Amiga 500 - a bit of a mistake (should have gone for the Atari ST me thinks) but will never forget Pacman with stereo BANGING soundtrack, and again special props to Sensible Brothers for Cannon Fodder.

After that, Playstation stopped me having a life. Stopped me sleeping, playing Wipeout 2097 until dawn…

Playstation II with Gran Turismo came next - again, trying to pass those Licences eats into sleeping time and some of the longer races were frankly ridiculous.

A budget HP Pavilion Desktop with Windows Vista came next (core2duo E4400, no graphics - and adding graphics overstretched the PSU so that the 300GB HDD started clacking badly)…

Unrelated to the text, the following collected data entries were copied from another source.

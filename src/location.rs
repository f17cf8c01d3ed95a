use std::fmt::{Display, Formatter};
use std::num::NonZero;

use ndarray::Ix;

pub(crate) type Coord = usize;
pub(crate) type Dimension = NonZero<Coord>;

#[derive(Clone, Eq, Hash, Copy, PartialEq, Ord, PartialOrd, Debug)]
/// A cell `(column, row)` on a board. The top left cell is `Location(0, 0)`.
pub struct Location(pub Coord, pub Coord);

impl Location {
    pub(crate) fn as_index(&self) -> (Coord, Coord) {
        (self.1, self.0)
    }

    pub(crate) fn within(&self, dims: (Dimension, Dimension)) -> bool {
        self.0 < dims.0.get() && self.1 < dims.1.get()
    }
}

impl From<(Ix, Ix)> for Location {
    fn from(value: (Ix, Ix)) -> Self {
        Self(value.1, value.0)
    }
}

/// A position on the half-cell lattice, in doubled units.
///
/// Cell `Location(c, r)` spans `2c..=2c + 2` horizontally and `2r..=2r + 2` vertically, so its centre is `(2c + 1, 2r + 1)`.
/// Rays only ever occupy the midpoints of cell edges, where exactly one coordinate is even:
/// an even `x` sits on a vertical grid line, an even `y` on a horizontal one.
#[derive(Clone, Eq, Hash, Copy, PartialEq, Ord, PartialOrd, Debug)]
pub struct LatticePoint(pub i32, pub i32);

impl LatticePoint {
    #[inline]
    pub(crate) fn on_vertical_line(&self) -> bool {
        self.0.rem_euclid(2) == 0
    }

    #[inline]
    pub(crate) fn on_horizontal_line(&self) -> bool {
        self.1.rem_euclid(2) == 0
    }

    /// Whether this point is the midpoint of some cell edge, i.e. exactly one coordinate is even.
    pub fn is_edge_midpoint(&self) -> bool {
        self.on_vertical_line() != self.on_horizontal_line()
    }

    /// Whether this point lies inside or on the border of a board with the given dimensions.
    pub(crate) fn within(&self, dims: (Dimension, Dimension)) -> bool {
        let (w, h) = doubled(dims);
        (0..=w).contains(&self.0) && (0..=h).contains(&self.1)
    }

    pub(crate) fn offset_by(self, rhs: (i32, i32)) -> Self {
        Self(self.0 + rhs.0, self.1 + rhs.1)
    }
}

impl Display for LatticePoint {
    fn fmt(&self, f: &mut Formatter<'_>) -> std::fmt::Result {
        write!(f, "({}, {})", self.0, self.1)
    }
}

// board extent in lattice units
pub(crate) fn doubled(dims: (Dimension, Dimension)) -> (i32, i32) {
    (2 * dims.0.get() as i32, 2 * dims.1.get() as i32)
}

Vista was Glassy and Shiny and oooooh so pretty for the first hour or two. The blue screen wasn’t quite as pretty (I kept it going for nearly 3 months - playing Crysis 2).

  • Ubuntu Gutsy Gibbon /Gnome2
  • 3 days to get internet connected (Wifi wouldn’t work, had to buy a 20m cable to connect to a router in the hallway outside an apartment 4 doors down).

So I was on at Gutsy Gibbon, and jumped off at Intrepid Ibex - wow, looks like hardly anything at all. Linux Mint was good for another 5-6 years after that I think.